Thursday, July 28, 2016

[WAT] Fun with table variables

Run this code.  Did you expect it to act a certain way?  Why?  Because table variables.  Thanks to (crap, who was it? *sigh*) who pointed this out in his tempDB talk a year or so ago.

DECLARE @blah TABLE (fielda VARCHAR(20))
INSERT INTO @blah
        (fielda)
SELECT 'a'
UNION ALL
SELECT 'b'
SELECT * FROM @blah

BEGIN TRANSACTION
UPDATE @blah
SET fielda = 'c'
SELECT * FROM @blah
ROLLBACK TRANSACTION

SELECT * FROM @blah

Friday, July 8, 2016

[Powershell] Killing that one instance of SSMS

WMI in action!  I was running SSMS 2016 and it locked up on me.  So while I waited for it to become responsive I started up SSMS 2014. Still locked, but which do I kill in taskman? (The easy answer, is, of course: change the open query and then look in Applications, not Processes). I didn't think of that, so used WMI.  You could also get fancy and figure out which is the oldest instance of SSMS and do it that way.

Pretty simple: Tell it the path (which is 130 for SSMS 2016), and kill that.

$processes = Get-WmiObject -query "select * from Win32_Process where executablepath like '%130%ssms%'"

foreach ($process in $processes) {
  $returnval = $process.terminate()
  $processid = $process.handle

if($returnval.returnvalue -eq 0) {
  write-host "The process $ProcessName `($processid`) terminated successfully"
}
else {
  write-host "The process $ProcessName `($processid`) termination has some problems"
}
}

[EN] Troubleshooting and fun with differential backups

Came in this morning to one of my EN alerts going off.  No new messages added in the past hour.  (I have enough servers that this is a really good failsafe)

Queue appears up.
SELECT * FROM sys.service_queues

No records in sys.transmission_queue.  Not a total failsafe, but a good start.
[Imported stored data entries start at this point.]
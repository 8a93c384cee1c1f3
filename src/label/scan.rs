//! Scan result model
//!
//! The aggregate OCR output for one label image: nutrient rows carrying up to
//! two candidate values (one per potential column), optional column headers,
//! and the bounds of the nutrition panel.

use rmcp::schemars;
use serde::{Deserialize, Serialize};

use super::attribute::Attribute;
use super::geometry::Rect;
use super::text::RecognizedText;
use super::unit::NutrientUnit;

/// Which of a label's two value columns to read
///
/// Two-valued by construction; only the host boundary deals in raw indexes.
#[derive(Debug, Clone, Copy, PartialEq, Eq)]
pub enum Column {
    One,
    Two,
}

impl Column {
    /// Parse a 1-based column index
    pub fn from_index(index: u8) -> Option<Self> {
        match index {
            1 => Some(Column::One),
            2 => Some(Column::Two),
            _ => None,
        }
    }

    /// 1-based index as presented to the host
    pub fn index(&self) -> u8 {
        match self {
            Column::One => 1,
            Column::Two => 2,
        }
    }

    /// The opposite column
    pub fn other(&self) -> Self {
        match self {
            Column::One => Column::Two,
            Column::Two => Column::One,
        }
    }
}

/// A numeric value as read off a label
#[derive(Debug, Clone, PartialEq, Serialize, Deserialize, schemars::JsonSchema)]
pub struct FoodLabelValue {
    pub amount: f64,
    /// Detected unit; None when OCR found a bare number
    pub unit: Option<NutrientUnit>,
}

impl FoodLabelValue {
    pub fn new(amount: f64, unit: Option<NutrientUnit>) -> Self {
        Self { amount, unit }
    }
}

/// A detected value together with the text it was read from
#[derive(Debug, Clone, PartialEq, Serialize, Deserialize, schemars::JsonSchema)]
pub struct ValueText {
    pub value: FoodLabelValue,
    pub text: RecognizedText,
}

/// One attribute row of a scanned label
///
/// Carries up to two candidate values, one per potential column. A row with
/// no value on either column is "attribute-only" and may be OCR noise.
#[derive(Debug, Clone, PartialEq, Serialize, Deserialize, schemars::JsonSchema)]
pub struct NutrientRow {
    pub attribute: Attribute,
    /// The text the attribute name was recognized from, when matched
    pub attribute_text: Option<RecognizedText>,
    /// Candidate value in column 1
    pub value1: Option<ValueText>,
    /// Candidate value in column 2
    pub value2: Option<ValueText>,
}

impl NutrientRow {
    /// The candidate value for a column, if detected
    pub fn value_for(&self, column: Column) -> Option<&ValueText> {
        match column {
            Column::One => self.value1.as_ref(),
            Column::Two => self.value2.as_ref(),
        }
    }

    /// Whether either column holds a value
    pub fn has_value(&self) -> bool {
        self.value1.is_some() || self.value2.is_some()
    }

    /// Vertical anchor of this row on the label, from its attribute text
    pub fn min_y(&self) -> Option<f64> {
        self.attribute_text.as_ref().map(|t| t.rect.min_y())
    }
}

/// The aggregate OCR result for one scanned label image
///
/// Produced once per image by the external vision pipeline and immutable
/// thereafter; extraction is a pure function of it.
#[derive(Debug, Clone, PartialEq, Serialize, Deserialize, schemars::JsonSchema)]
pub struct ScanResult {
    pub rows: Vec<NutrientRow>,
    /// Header text above column 1 (e.g. "Per 100g"), when detected
    #[serde(default)]
    pub header1: Option<RecognizedText>,
    /// Header text above column 2 (e.g. "Per Serving"), when detected
    #[serde(default)]
    pub header2: Option<RecognizedText>,
    /// Bounds of the nutrition panel, when the vision pipeline supplies them
    #[serde(default)]
    pub panel_box: Option<Rect>,
    /// ISO 8601 timestamp of the scan, when supplied
    #[serde(default)]
    pub scanned_at: Option<String>,
}

impl ScanResult {
    /// Bounds of the nutrition panel
    ///
    /// The supplied box wins; otherwise the union of the boxes of rows that
    /// carry at least one value (attribute text and value texts). None when
    /// no row has a value, in which case no noise filtering is possible.
    pub fn panel_bounds(&self) -> Option<Rect> {
        if let Some(rect) = self.panel_box {
            return Some(rect);
        }

        let mut bounds: Option<Rect> = None;
        let mut grow = |rect: &Rect| {
            bounds = Some(match bounds {
                Some(b) => b.union(rect),
                None => *rect,
            });
        };

        for row in self.rows.iter().filter(|r| r.has_value()) {
            if let Some(text) = &row.attribute_text {
                grow(&text.rect);
            }
            if let Some(vt) = &row.value1 {
                grow(&vt.text.rect);
            }
            if let Some(vt) = &row.value2 {
                grow(&vt.text.rect);
            }
        }
        bounds
    }

    /// Header text for a column, when detected
    pub fn header_for(&self, column: Column) -> Option<&RecognizedText> {
        match column {
            Column::One => self.header1.as_ref(),
            Column::Two => self.header2.as_ref(),
        }
    }
}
Sys.databases is... interesting.  "ACTIVE_BACKUP_OR_RESTORE" for my EN database.  We'll come back to that.

Any backups running?  NO.

Check the actual queue itself
sp_spaceused '[dbo].[ENAudit_SBQueue]'

Well, it's growing, which is actually a good sign (means, IMHO, that the MSDBs on other servers shouldn't be growing, since the messages are making it over here.

How about the activated stored procedure, then?  What's it doing?
SELECT * FROM sys.dm_broker_activated_tasks 
No records, which means that the activated SP isn't firing.  What the hey?  

Means that for some reason it's not activating properly.

Select * from sys.dm_broker_queue_monitors; 
The state for that database's monitor is "NOTIFIED". Huh, that seems odd.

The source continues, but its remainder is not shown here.